Jan McBarron Discusses How to Handle Patient Pushback
Award-winning Bariatric Physician Dr. Jan McBarron, A Guide to Patient Pushback
The lives of doctors and nurses are not without their challenges. Even the most rigorous of educations are not an end-all, be-all preparation for what’s to come, and textbook knowledge is only going to help you so much with one of the most common issues in medicine: Difficult Patients.
There are always going to be patients that are troublesome, giving pushback and requiring far more patience and problem solving than most. It can be a daunting challenge to provide compassionate medical care to a seemingly argumentative, unappreciative and even combative patient. Dr. Jan McBarron has graciously provided a guide to help caregivers cope with the stress of patient pushback.
Use the Right Language
When dealing with patients who are not cooperative with their treatment, the first step is to look inwards and assess the language that you are using. Language is what you are communicating, and it’s not just about what you say, either. Body language can speak volumes and it’s the first thing you should self-evaluate. Avoid any negative gestures such as clenched fists, crossed arms or poor eye contact, anything that can give the appearance of annoyance, frustration or anger is not acceptable. People respond to how you make them feel rather than simply to what you say.
Second, Jan McBarron notes it’s a good idea to be proactive in a conversation and gently acknowledge any tensions that are happening verbally. When you do this, you’re keeping yourself and the patient on the same page so that you can be better suited to finding a solution.
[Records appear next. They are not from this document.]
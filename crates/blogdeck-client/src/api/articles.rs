//! Articles API.

use crate::client::BlogClient;
use crate::error::Result;
use crate::types::{Article, ArticleQuery, AuditDecision, PageQuery, PageResult, SearchQuery};

/// Articles API client.
pub struct ArticlesApi {
    client: BlogClient,
}

impl ArticlesApi {
    pub(crate) fn new(client: BlogClient) -> Self {
        Self { client }
    }

    /// List published articles.
    pub async fn list(&self, query: &ArticleQuery) -> Result<PageResult<Article>> {
        self.client.get_with_query("article/list", query).await
    }

    /// List every article regardless of status (console).
    pub async fn admin_list(&self, query: &ArticleQuery) -> Result<PageResult<Article>> {
        self.client.get_with_query("article/admin/list", query).await
    }

    /// List the signed-in user's own articles.
    pub async fn mine(&self, query: &ArticleQuery) -> Result<PageResult<Article>> {
        self.client.get_with_query("article/user/list", query).await
    }

    /// Get an article by ID.
    pub async fn get(&self, id: i64) -> Result<Article> {
        self.client.get(&format!("article/{}", id)).await
    }

    /// Get one of the signed-in user's articles, including unpublished ones.
    pub async fn get_own(&self, id: i64) -> Result<Article> {
        self.client.get(&format!("article/user/{}", id)).await
    }

    /// Full-text search.
    pub async fn search(&self, keyword: &str, page: PageQuery) -> Result<PageResult<Article>> {
        let query = SearchQuery {
            keyword: keyword.to_string(),
            page,
        };
        self.client.get_with_query("article/search", &query).await
    }

    /// Create an article.
    pub async fn create(&self, article: &Article) -> Result<Article> {
        self.client.post("article", article).await
    }

    /// Update an article (console).
    pub async fn update(&self, article: &Article) -> Result<Article> {
        self.client.put("article", article).await
    }

    /// Update one of the signed-in user's articles.
    pub async fn update_own(&self, article: &Article) -> Result<Article> {
        self.client.put("article/user", article).await
    }

    /// Delete an article.
    pub async fn delete(&self, id: i64) -> Result<()> {
        self.client.delete(&format!("article/{}", id)).await
    }

    /// Like an article.
    pub async fn like(&self, id: i64) -> Result<()> {
        self.client.post_empty(&format!("article/{}/like", id)).await
    }

    /// Count a view.
    pub async fn increase_view(&self, id: i64) -> Result<()> {
        self.client.post_empty(&format!("article/{}/view", id)).await
    }

    /// Articles waiting for audit.
    pub async fn audit_list(&self, page: PageQuery) -> Result<PageResult<Article>> {
        self.client.get_with_query("article/audit/list", &page).await
    }

    /// Approve or reject an article.
    pub async fn audit(&self, id: i64, decision: &AuditDecision) -> Result<()> {
        self.client
            .post_with_query(&format!("article/{}/audit", id), decision)
            .await
    }

    /// Resubmit a rejected article for audit.
    pub async fn resubmit(&self, id: i64) -> Result<()> {
        self.client
            .post_empty(&format!("article/{}/resubmit", id))
            .await
    }
}
impl SessionStore {
    /// Load whatever session `storage` holds for `flavor`.
    ///
    /// A stored profile that no longer parses is discarded rather than
    /// failing startup.
    pub fn restore(flavor: Flavor, storage: Arc<dyn Storage>) -> Self {
        let keys = SessionKeys::for_flavor(flavor);
        let token = storage.get_item(keys.token).unwrap_or_default();
        let user_info = storage
            .get_item(keys.user_info)
            .and_then(|raw| match serde_json::from_str::<Option<User>>(&raw) {
                Ok(user) => user,
                Err(e) => {
                    warn!(key = keys.user_info, error = %e, "Discarding unreadable stored profile");
                    None
                }
            });

        debug!(
            %flavor,
            has_token = !token.is_empty(),
            has_profile = user_info.is_some(),
            "Session restored"
        );

        Self {
            flavor,
            keys,
            storage,
            state: RwLock::new(Session { token, user_info }),
        }
    }

    pub fn flavor(&self) -> Flavor {
        self.flavor
    }

    /// Snapshot of the current session.
    pub fn session(&self) -> Session {
        self.state.read().clone()
    }

    pub fn token(&self) -> String {
        self.state.read().token.clone()
    }

    pub fn user_info(&self) -> Option<User> {
        self.state.read().user_info.clone()
    }

    pub fn is_login(&self) -> bool {
        self.state.read().is_login()
    }

    pub fn is_admin(&self) -> bool {
        self.state.read().is_admin()
    }

    /// Persist the token, then replace it in memory.
    pub fn set_token(&self, token: &str) -> std::result::Result<(), StorageError> {
        self.storage.set_item(self.keys.token, token)?;
        self.state.write().token = token.to_string();
        Ok(())
    }

    /// Persist the profile, then replace it in memory.
    pub fn set_user_info(&self, user: User) -> std::result::Result<(), StorageError> {
        let raw = serde_json::to_string(&user)?;
        self.storage.set_item(self.keys.user_info, &raw)?;
        self.state.write().user_info = Some(user);
        Ok(())
    }

    /// Write token and profile together. If the profile cannot be stored
    /// the previous token is put back.
    fn store_credentials(&self, token: &str, user: &User) -> std::result::Result<(), StorageError> {
        let raw = serde_json::to_string(user)?;
        let previous = self.storage.get_item(self.keys.token);
        self.storage.set_item(self.keys.token, token)?;

        if let Err(e) = self.storage.set_item(self.keys.user_info, &raw) {
            let rollback = match &previous {
                Some(previous) => self.storage.set_item(self.keys.token, previous),
                None => self.storage.remove_item(self.keys.token),
            };
            if let Err(rollback) = rollback {
                warn!(error = %rollback, "Failed to restore previous token");
            }
            return Err(e);
        }
        Ok(())
    }

    /// Sign in with the flavor's login endpoint and persist the result.
    ///
    /// On failure the session is left untouched.
    pub async fn login(&self, client: &BlogClient, request: &LoginRequest) -> Result<Session> {
        let users = client.users();
        let response = match self.flavor {
            Flavor::Site => users.login(request).await?,
            Flavor::Console => users.admin_login(request).await?,
        };

        self.store_credentials(&response.token, &response.user_info)?;
        info!(flavor = %self.flavor, username = %response.user_info.username, "Signed in");
        {
            let mut state = self.state.write();
            state.token = response.token;
            state.user_info = Some(response.user_info);
        }

        Ok(self.session())
    }

    /// Create an account. Does not sign in.
    pub async fn register(&self, client: &BlogClient, request: &RegisterRequest) -> Result<User> {
        let user = client.users().register(request).await?;
        info!(username = %user.username, "Registered account");
        Ok(user)
    }

    /// Re-fetch the signed-in user's profile and persist it.
    ///
    /// The console addresses the profile by the stored user id; the site
    /// relies on the token alone.
    pub async fn refresh_profile(&self, client: &BlogClient) -> Result<User> {
        if !self.state.read().has_token() {
            return Err(Error::NotSignedIn);
        }

        let id = match self.flavor {
            Flavor::Site => None,
            Flavor::Console => self.state.read().user_info.as_ref().and_then(|u| u.id),
        };

        let user = client.users().info(id).await?;
        self.set_user_info(user.clone())?;
        debug!(username = %user.username, "Profile refreshed");
        Ok(user)
    }

    /// Clear the session from memory and storage.
    ///
    /// Always succeeds; storage failures are logged.
    pub fn logout(&self) {
        {
            let mut state = self.state.write();
            state.token.clear();
            state.user_info = None;
        }

        for key in [self.keys.token, self.keys.user_info] {
            if let Err(e) = self.storage.remove_item(key) {
                warn!(key, error = %e, "Failed to remove session key");
            }
        }
        debug!(flavor = %self.flavor, "Session cleared");
    }
}

impl AuthContext for SessionStore {
    fn bearer_token(&self) -> Option<String> {
        let state = self.state.read();
        state.has_token().then(|| state.token.clone())
    }

    fn invalidate(&self) {
        self.logout();
    }
}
Next, it may seem obvious, but always avoid arguments, always. Troublesome patients will often use logic that is entirely suited to and biased towards them, and attempting to get them to see their error will only escalate the situation.
Finally, when it’s your turn to talk, use open-ended language. Allow the patient to fill in the gaps with their own impressions and understanding and do your best to guide them along to see the bigger picture of why their way may not help them get well sooner. Open-ended questions and statements are also non-aggressive, and ideally defuse the situation.
Be the Bigger Person
It’s a hard pill to swallow, but with high probability you will never convince a patient they are wrong. Instead, Jan McBarron states you should step up as the bigger person, because patients can’t always see the bigger picture, and part of their pushback and aggressiveness stems from things like fear and anxiety. In addition, remember they are sick and how you feel when you are sick. Often, we revert to childish behavior and want our own way.
Empathy is the key here in order to try and build a connection, as well as calm a patient down. Acknowledge their problem and do everything you can to be genuine when you try to see things from their perspective.
Everyone has a story, and a lot of patients have a desire to be heard. When you take the time to let their story come out, oftentimes you can start to piece together the ‘why’ of the situation and you can have a better idea of what they need to hear from you.
Finally, sometimes in order to be the bigger person you need to take a moment away from the patient to cool down and collect yourself. This can make the difference between your returning to help them with an improved state of mind and letting the stress get to you. Once you allow your own negative thoughts or emotions take over, this can seriously jeopardize your ability to provide the best care. Furthermore, you will probably regret it later.
Jan McBarron’s Final Thoughts
What it boils down to is that patients who give pushback are acting in the moment, seeing only the short-term implications. They cannot be expected to have the same knowledge or objectivity as the professional taking care of the them. Furthermore, even if they do, remember they are sick and reverting to childish, unreasonable or inappropriate behavior. Instead, it’s all about approaching them with the right language and attitude, as well as acknowledging that you can and will do your best for them, even if they seem ungrateful.